►

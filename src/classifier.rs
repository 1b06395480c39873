//src/classifier.rs

//! The model boundary.
//!
//! A [`Classifier`] takes an ordered list of nucleotide strings and returns
//! one probability pair per input, in the same order. The engine calls it
//! exactly once per pipeline run; any batching or parallelism lives behind
//! this trait.

use std::io::{Seek, SeekFrom, Write};
use std::process::{Command, Stdio};

use rayon::prelude::*;
use tempfile::NamedTempFile;

use crate::errors::{AmrError, Result};
use crate::types::Probabilities;

pub trait Classifier {
    fn classify(&self, sequences: &[&str]) -> Result<Vec<Probabilities>>;
}

impl<F> Classifier for F
where
    F: Fn(&[&str]) -> Result<Vec<Probabilities>>,
{
    fn classify(&self, sequences: &[&str]) -> Result<Vec<Probabilities>> {
        self(sequences)
    }
}

/// Splits the input into fixed-size batches and classifies them in parallel.
///
/// Results are concatenated in input order. Each batch must come back with
/// exactly as many results as it had inputs.
pub struct BatchedClassifier<C> {
    inner: C,
    batch_size: usize,
}

impl<C: Classifier + Sync> BatchedClassifier<C> {
    pub fn new(inner: C, batch_size: usize) -> Result<Self> {
        if batch_size == 0 {
            return Err(AmrError::InvalidConfig("batch size must be at least 1".to_string()));
        }
        Ok(Self { inner, batch_size })
    }
}

impl<C: Classifier + Sync> Classifier for BatchedClassifier<C> {
    fn classify(&self, sequences: &[&str]) -> Result<Vec<Probabilities>> {
        let batches = sequences
            .par_chunks(self.batch_size)
            .map(|batch| {
                let out = self.inner.classify(batch)?;
                if out.len() != batch.len() {
                    return Err(AmrError::CountMismatch {
                        expected: batch.len(),
                        actual: out.len(),
                    });
                }
                Ok(out)
            })
            .collect::<Result<Vec<_>>>()?;

        Ok(batches.into_iter().flatten().collect())
    }
}

/// Runs an external model program once per call.
///
/// The program receives one sequence per line on stdin and must print one
/// line per sequence holding the resistant and susceptible probabilities,
/// separated by whitespace or a comma.
#[derive(Debug, Clone, PartialEq, Eq)]
pub struct CommandClassifier {
    pub program: String,
    pub args: Vec<String>,
}

impl CommandClassifier {
    pub fn new(program: impl Into<String>, args: Vec<String>) -> Self {
        Self {
            program: program.into(),
            args,
        }
    }

    /// Builds a classifier from a shell-like string split on whitespace.
    pub fn from_command_line(command: &str) -> Result<Self> {
        let mut parts = command.split_whitespace().map(str::to_string);
        let program = parts
            .next()
            .ok_or_else(|| AmrError::InvalidConfig("empty classifier command".to_string()))?;
        Ok(Self::new(program, parts.collect()))
    }

    fn describe(&self) -> String {
        std::iter::once(self.program.as_str())
            .chain(self.args.iter().map(String::as_str))
            .collect::<Vec<_>>()
            .join(" ")
    }
}

fn parse_score_line(line: &str, line_no: usize) -> Result<Probabilities> {
    let mut values = line
        .split(|c: char| c == ',' || c.is_whitespace())
        .filter(|tok| !tok.is_empty())
        .map(str::parse::<f64>);

    match (values.next(), values.next(), values.next()) {
        (Some(Ok(r)), Some(Ok(s)), None) => Ok(Probabilities::new(r, s)),
        _ => Err(AmrError::Classifier(format!(
            "unreadable score line {}: {:?}",
            line_no, line
        ))),
    }
}

impl Classifier for CommandClassifier {
    fn classify(&self, sequences: &[&str]) -> Result<Vec<Probabilities>> {
        // stage stdin in a temp file so large inputs cannot block on a full pipe
        let mut input = NamedTempFile::new()?;
        for seq in sequences {
            input.write_all(seq.as_bytes())?;
            input.write_all(b"\n")?;
        }
        input.flush()?;
        let mut stdin = input.reopen()?;
        stdin.seek(SeekFrom::Start(0))?;

        log::info!(
            "running classifier `{}` on {} sequence(s)",
            self.describe(),
            sequences.len()
        );
        let output = Command::new(&self.program)
            .args(&self.args)
            .stdin(Stdio::from(stdin))
            .stdout(Stdio::piped())
            .stderr(Stdio::piped())
            .output()
            .map_err(|e| AmrError::Classifier(format!("cannot start `{}`: {}", self.describe(), e)))?;

        if !output.status.success() {
            return Err(AmrError::Classifier(format!(
                "`{}` exited with {}: {}",
                self.describe(),
                output.status,
                String::from_utf8_lossy(&output.stderr).trim()
            )));
        }

        String::from_utf8_lossy(&output.stdout)
            .lines()
            .enumerate()
            .filter(|(_, line)| !line.trim().is_empty())
            .map(|(i, line)| parse_score_line(line, i + 1))
            .collect()
    }
}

◄

## Task brief
From the data above, output exactly the lines between the one containing "impl<C: Classifier + Sync> Classifier" and the one containing "(Some(Ok(r)), Some(Ok(s)), None)", counting both of them.

## Answer for the task
impl<C: Classifier + Sync> Classifier for BatchedClassifier<C> {
    fn classify(&self, sequences: &[&str]) -> Result<Vec<Probabilities>> {
        let batches = sequences
            .par_chunks(self.batch_size)
            .map(|batch| {
                let out = self.inner.classify(batch)?;
                if out.len() != batch.len() {
                    return Err(AmrError::CountMismatch {
                        expected: batch.len(),
                        actual: out.len(),
                    });
                }
                Ok(out)
            })
            .collect::<Result<Vec<_>>>()?;

        Ok(batches.into_iter().flatten().collect())
    }
}

/// Runs an external model program once per call.
///
/// The program receives one sequence per line on stdin and must print one
/// line per sequence holding the resistant and susceptible probabilities,
/// separated by whitespace or a comma.
#[derive(Debug, Clone, PartialEq, Eq)]
pub struct CommandClassifier {
    pub program: String,
    pub args: Vec<String>,
}

impl CommandClassifier {
    pub fn new(program: impl Into<String>, args: Vec<String>) -> Self {
        Self {
            program: program.into(),
            args,
        }
    }

    /// Builds a classifier from a shell-like string split on whitespace.
    pub fn from_command_line(command: &str) -> Result<Self> {
        let mut parts = command.split_whitespace().map(str::to_string);
        let program = parts
            .next()
            .ok_or_else(|| AmrError::InvalidConfig("empty classifier command".to_string()))?;
        Ok(Self::new(program, parts.collect()))
    }

    fn describe(&self) -> String {
        std::iter::once(self.program.as_str())
            .chain(self.args.iter().map(String::as_str))
            .collect::<Vec<_>>()
            .join(" ")
    }
}

fn parse_score_line(line: &str, line_no: usize) -> Result<Probabilities> {
    let mut values = line
        .split(|c: char| c == ',' || c.is_whitespace())
        .filter(|tok| !tok.is_empty())
        .map(str::parse::<f64>);

    match (values.next(), values.next(), values.next()) {
        (Some(Ok(r)), Some(Ok(s)), None) => Ok(Probabilities::new(r, s)),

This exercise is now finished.